- Kończę z tym. W życiu jest dużo więcej do roboty niż udawanie. Będę już tylko grał w piłkę nożną i chodził do lunaparków - w ten sposób Charlie Sheen zapowiedział, że wystepy w serialu "Anger Management" będzą jego ostatnią rolą w karierze. Nikt nie wie, czy te słowa traktować poważnie. Aktor znany z zamiłowania do używek w ub.r. ochrzcił się mianem "Mesjasza Malibu" i "Poetą napalmu", mówił, że ma krew tygrysa, a swojego szefa nazwał robakiem.
To ma być wielki powrót Charliego Sheena po głośnym wyrzuceniu go w ub.r. z serialu "Dwóch i pół", za odcinek którego stacja CBS płaciła mu 1,2 miliona dolarów. "Anger Management" będzie miał premierę 28 czerwca w amerykańskiej kablówce FX, ale już teraz branża filmowa zastanawia się, czy aktor uratuje swoją karierę. "Trudno uwierzyć, że Charlie Sheen jeszcze żyje" - napisał "New York Times".
Jednak "Hollywood Reporter" (którego dziennikarze już widzieli pierwsze odciniki "Anger Managment") pisze, że Sheen udowadnia tą rolą, że "nadal potrafi być śmieszny", a serial jest zabawniejszy niż obecna seria "Dwóch i pół", gdzie zastąpił go Ashton Kutcher. Zauważyli to reklamodawcy, którzy wykupili cały czas antenowy w czterech pierwszych odcinkach, a zakupem całej serii są zainteresowane telewizje z Kanady, Niemiec, Skandynawii i Australii, a także kilka krajów Ameryki Południowej.
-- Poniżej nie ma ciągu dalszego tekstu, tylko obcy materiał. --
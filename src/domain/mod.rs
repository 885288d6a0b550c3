// ==========================================
// 物流管理系统 - 领域模型层
// ==========================================
// 职责: 定义领域实体、类型
// 红线: 不含数据访问逻辑
// ==========================================

pub mod facility;
pub mod refrigerator;
pub mod shipment;
pub mod types;

// 重导出核心类型
pub use facility::{Distribution, Facility};
pub use refrigerator::{
    DistributionRefrigerators, Refrigerator, RefrigeratorProblem, RefrigeratorReading,
    RefrigeratorSnapshot,
};
pub use shipment::{Order, ShipmentFileInfo, ShippedLineItem};
pub use types::{DistributionStatus, FunctioningStatus};
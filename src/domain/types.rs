// ==========================================
// 物流管理系统 - 领域类型定义
// ==========================================

use serde::{Deserialize, Serialize};
use std::fmt;

// ==========================================
// 运行是否正常 (Functioning Status)
// ==========================================
// 存储格式: 单字符 Y / N (与数据库一致)
#[derive(Debug, Clone, Copy, PartialEq, Eq, Hash, Serialize, Deserialize)]
pub enum FunctioningStatus {
    #[serde(rename = "Y")]
    Yes,
    #[serde(rename = "N")]
    No,
}

impl fmt::Display for FunctioningStatus {
    fn fmt(&self, f: &mut fmt::Formatter<'_>) -> fmt::Result {
        write!(f, "{}", self.to_db_str())
    }
}

impl FunctioningStatus {
    /// 从单字符代码解析（大小写不敏感），无法识别时返回 None
    pub fn parse(s: &str) -> Option<Self> {
        match s.trim().to_uppercase().as_str() {
            "Y" => Some(FunctioningStatus::Yes),
            "N" => Some(FunctioningStatus::No),
            _ => None,
        }
    }

    /// 转换为数据库存储的字符串
    pub fn to_db_str(&self) -> &'static str {
        match self {
            FunctioningStatus::Yes => "Y",
            FunctioningStatus::No => "N",
        }
    }
}

// ==========================================
// 配送状态 (Distribution Status)
// ==========================================
#[derive(Debug, Clone, Copy, PartialEq, Eq, Serialize, Deserialize)]
#[serde(rename_all = "SCREAMING_SNAKE_CASE")]
pub enum DistributionStatus {
    Initiated, // 已发起
    Synced,    // 已同步
}

impl fmt::Display for DistributionStatus {
    fn fmt(&self, f: &mut fmt::Formatter<'_>) -> fmt::Result {
        write!(f, "{}", self.to_db_str())
    }
}

impl DistributionStatus {
    /// 从字符串解析配送状态（未知值返回 None）
    pub fn parse(s: &str) -> Option<Self> {
        match s.trim().to_uppercase().as_str() {
            "INITIATED" => Some(DistributionStatus::Initiated),
            "SYNCED" => Some(DistributionStatus::Synced),
            _ => None,
        }
    }

    /// 转换为数据库存储的字符串
    pub fn to_db_str(&self) -> &'static str {
        match self {
            DistributionStatus::Initiated => "INITIATED",
            DistributionStatus::Synced => "SYNCED",
        }
    }
}

#[cfg(test)]
mod tests {
    use super::*;

    #[test]
    fn test_functioning_status_codes() {
        assert_eq!(FunctioningStatus::parse("Y"), Some(FunctioningStatus::Yes));
        assert_eq!(FunctioningStatus::parse(" n "), Some(FunctioningStatus::No));
        assert_eq!(FunctioningStatus::parse("D"), None);
        assert_eq!(FunctioningStatus::No.to_db_str(), "N");
    }

    #[test]
    fn test_functioning_status_serializes_as_code() {
        let json = serde_json::to_string(&FunctioningStatus::Yes).unwrap();
        assert_eq!(json, "\"Y\"");

        let parsed: FunctioningStatus = serde_json::from_str("\"N\"").unwrap();
        assert_eq!(parsed, FunctioningStatus::No);
    }

    #[test]
    fn test_distribution_status_round_trip() {
        for status in [DistributionStatus::Initiated, DistributionStatus::Synced] {
            assert_eq!(DistributionStatus::parse(status.to_db_str()), Some(status));
        }
        assert_eq!(DistributionStatus::parse(" synced "), Some(DistributionStatus::Synced));
        assert_eq!(DistributionStatus::parse("CLOSED"), None);
    }
}
// ==========================================
// 物流管理系统 - 应用层
// ==========================================
// 职责: 组装仓储与API，供上游编排层使用
// ==========================================

pub mod state;

// 重导出
pub use state::AppState;
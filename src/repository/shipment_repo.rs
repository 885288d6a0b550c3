// ==========================================
// 物流管理系统 - 发运数据仓储
// ==========================================
// 红线: Repository 不含业务逻辑
// ==========================================

use crate::domain::shipment::{ShipmentFileInfo, ShippedLineItem};
use crate::repository::error::{RepositoryError, RepositoryResult};
use rusqlite::{params, Connection, OptionalExtension};
use std::sync::{Arc, Mutex};

// ==========================================
// ShipmentRepository - 发运仓储
// ==========================================
/// 发运仓储
/// 职责: 管理 shipped_line_items / shipment_file_info 表
pub struct ShipmentRepository {
    conn: Arc<Mutex<Connection>>,
}

impl ShipmentRepository {
    pub fn new(conn: Arc<Mutex<Connection>>) -> Self {
        Self { conn }
    }

    fn get_conn(&self) -> RepositoryResult<std::sync::MutexGuard<Connection>> {
        self.conn
            .lock()
            .map_err(|e| RepositoryError::LockError(e.to_string()))
    }

    /// 写入发运行
    ///
    /// # 错误
    /// - ForeignKeyViolation: 订单不存在
    /// - UniqueConstraintViolation: 同一订单同一产品已有发运行
    pub fn insert_shipped_line_item(&self, item: &ShippedLineItem) -> RepositoryResult<i64> {
        let conn = self.get_conn()?;
        conn.execute(
            r#"
            INSERT INTO shipped_line_items (
                orderId, productCode, quantityShipped, cost, packedDate, shippedDate
            ) VALUES (?1, ?2, ?3, ?4, ?5, ?6)
            "#,
            params![
                item.order_id,
                item.product_code,
                item.quantity_shipped,
                item.cost,
                item.packed_date,
                item.shipped_date,
            ],
        )?;
        Ok(conn.last_insert_rowid())
    }

    /// 全量更新发运行（按 id）
    ///
    /// # 错误
    /// - ValidationError: 发运行缺少 id
    /// - NotFound: id 不存在
    pub fn update_shipped_line_item(&self, item: &ShippedLineItem) -> RepositoryResult<()> {
        let id = item.id.ok_or_else(|| {
            RepositoryError::ValidationError("发运行缺少 id，无法更新".to_string())
        })?;

        let conn = self.get_conn()?;
        let affected = conn.execute(
            r#"
            UPDATE shipped_line_items SET
                orderId = ?1,
                productCode = ?2,
                quantityShipped = ?3,
                cost = ?4,
                packedDate = ?5,
                shippedDate = ?6,
                modifiedDate = datetime('now')
            WHERE id = ?7
            "#,
            params![
                item.order_id,
                item.product_code,
                item.quantity_shipped,
                item.cost,
                item.packed_date,
                item.shipped_date,
                id,
            ],
        )?;

        if affected == 0 {
            return Err(RepositoryError::not_found("ShippedLineItem", id));
        }
        Ok(())
    }

    /// 按订单 id 查询发运行（至多一条，取最早写入的）
    pub fn get_shipped_line_item_by_order_id(
        &self,
        order_id: i64,
    ) -> RepositoryResult<Option<ShippedLineItem>> {
        let conn = self.get_conn()?;
        let item = conn
            .query_row(
                r#"
                SELECT id, orderId, productCode, quantityShipped, cost,
                       packedDate, shippedDate, modifiedDate
                FROM shipped_line_items
                WHERE orderId = ?1
                ORDER BY id
                LIMIT 1
                "#,
                params![order_id],
                |row| {
                    Ok(ShippedLineItem {
                        id: Some(row.get(0)?),
                        order_id: row.get(1)?,
                        product_code: row.get(2)?,
                        quantity_shipped: row.get(3)?,
                        cost: row.get(4)?,
                        packed_date: row.get(5)?,
                        shipped_date: row.get(6)?,
                        modified_date: row.get(7)?,
                    })
                },
            )
            .optional()?;
        Ok(item)
    }

    /// 写入发运文件处理结果
    pub fn insert_shipment_file_info(&self, info: &ShipmentFileInfo) -> RepositoryResult<i64> {
        let conn = self.get_conn()?;
        conn.execute(
            "INSERT INTO shipment_file_info (fileName, processingError) VALUES (?1, ?2)",
            params![info.file_name, info.processing_error],
        )?;
        Ok(conn.last_insert_rowid())
    }

    pub fn find_shipment_file_info_by_id(&self, id: i64) -> RepositoryResult<Option<ShipmentFileInfo>> {
        let conn = self.get_conn()?;
        let info = conn
            .query_row(
                "SELECT id, fileName, processingError, modifiedDate FROM shipment_file_info WHERE id = ?1",
                params![id],
                |row| {
                    Ok(ShipmentFileInfo {
                        id: Some(row.get(0)?),
                        file_name: row.get(1)?,
                        processing_error: row.get(2)?,
                        modified_date: row.get(3)?,
                    })
                },
            )
            .optional()?;
        Ok(info)
    }
}

#[cfg(test)]
mod tests {
    use super::*;
    use crate::domain::shipment::Order;
    use crate::repository::order_repo::OrderRepository;
    use chrono::NaiveDate;

    fn setup_test_db() -> Arc<Mutex<Connection>> {
        let conn = Connection::open_in_memory().unwrap();
        crate::db::configure_sqlite_connection(&conn).unwrap();
        crate::db::init_schema(&conn).unwrap();
        let conn = Arc::new(Mutex::new(conn));

        let orders = OrderRepository::new(conn.clone());
        orders.insert(&Order::new(1, "RELEASED")).unwrap();
        orders.insert(&Order::new(2, "RELEASED")).unwrap();
        conn
    }

    #[test]
    fn test_insert_and_get_shipped_line_item() {
        let repo = ShipmentRepository::new(setup_test_db());
        let packed = NaiveDate::from_ymd_opt(2013, 9, 12)
            .unwrap()
            .and_hms_opt(10, 30, 0)
            .unwrap();

        let id = repo
            .insert_shipped_line_item(
                &ShippedLineItem::new(1, "P10", 20).cost(12.5).packed_date(packed),
            )
            .unwrap();

        let item = repo.get_shipped_line_item_by_order_id(1).unwrap().unwrap();
        assert_eq!(item.id, Some(id));
        assert_eq!(item.product_code, "P10");
        assert_eq!(item.quantity_shipped, 20);
        assert_eq!(item.cost, Some(12.5));
        assert_eq!(item.packed_date, Some(packed));
        assert_eq!(item.shipped_date, None);

        assert!(repo.get_shipped_line_item_by_order_id(2).unwrap().is_none());
    }

    #[test]
    fn test_update_shipped_line_item() {
        let repo = ShipmentRepository::new(setup_test_db());
        let id = repo
            .insert_shipped_line_item(&ShippedLineItem::new(1, "P10", 20))
            .unwrap();

        repo.update_shipped_line_item(&ShippedLineItem::new(2, "P11", 7).with_id(id))
            .unwrap();

        assert!(repo.get_shipped_line_item_by_order_id(1).unwrap().is_none());
        let item = repo.get_shipped_line_item_by_order_id(2).unwrap().unwrap();
        assert_eq!(item.product_code, "P11");
        assert_eq!(item.quantity_shipped, 7);

        let err = repo
            .update_shipped_line_item(&ShippedLineItem::new(2, "P11", 7).with_id(id + 10))
            .unwrap_err();
        assert!(matches!(err, RepositoryError::NotFound { .. }));

        let err = repo
            .update_shipped_line_item(&ShippedLineItem::new(2, "P11", 7))
            .unwrap_err();
        assert!(matches!(err, RepositoryError::ValidationError(_)));
    }

    #[test]
    fn test_shipped_line_item_requires_order() {
        let repo = ShipmentRepository::new(setup_test_db());
        let err = repo
            .insert_shipped_line_item(&ShippedLineItem::new(99, "P10", 1))
            .unwrap_err();
        assert!(matches!(err, RepositoryError::ForeignKeyViolation(_)));
    }

    #[test]
    fn test_insert_shipment_file_info() {
        let repo = ShipmentRepository::new(setup_test_db());
        let id = repo
            .insert_shipment_file_info(&ShipmentFileInfo::new("shipment_20130912.csv", false))
            .unwrap();

        let info = repo.find_shipment_file_info_by_id(id).unwrap().unwrap();
        assert_eq!(info.file_name, "shipment_20130912.csv");
        assert!(info.is_success());
        assert!(info.modified_date.is_some());
    }
}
To daje FX i wytwórni Lionsgate zielone światło do rozpoczęcia drugiego sezonu, zanim serial w ogóle zadebiutował.
Zainteresowanie "Anger Management" to zapewne efekt medialnego rozgłosu wokół odtwórcy głównej roli. Do dziś wszyscy pamiętają ubiegłoroczne wybryki Charliego Sheena. Dał się poznać z wielogodzinnych imprez z nadmiarem alkoholu i narkotyków, które zdarzało mu się kończyć w szpitalu, zasłynął z bicia swoich byłych żon (za co trafiał do więzienia), ze związku z aktorką porno i korzystania z usług prostytutek. Ochrzcił się mianem "Mesjasza Malibu" i "Poetą napalmu", twierdził, że ma krew tygrysa i DNA Adonisa, zapewniał też, że jest "czarnoksiężnikiem" i "gwiazdą rocka z Marsa". Zaś producenta "Dwóch i pół" publicznie nazwał robakiem.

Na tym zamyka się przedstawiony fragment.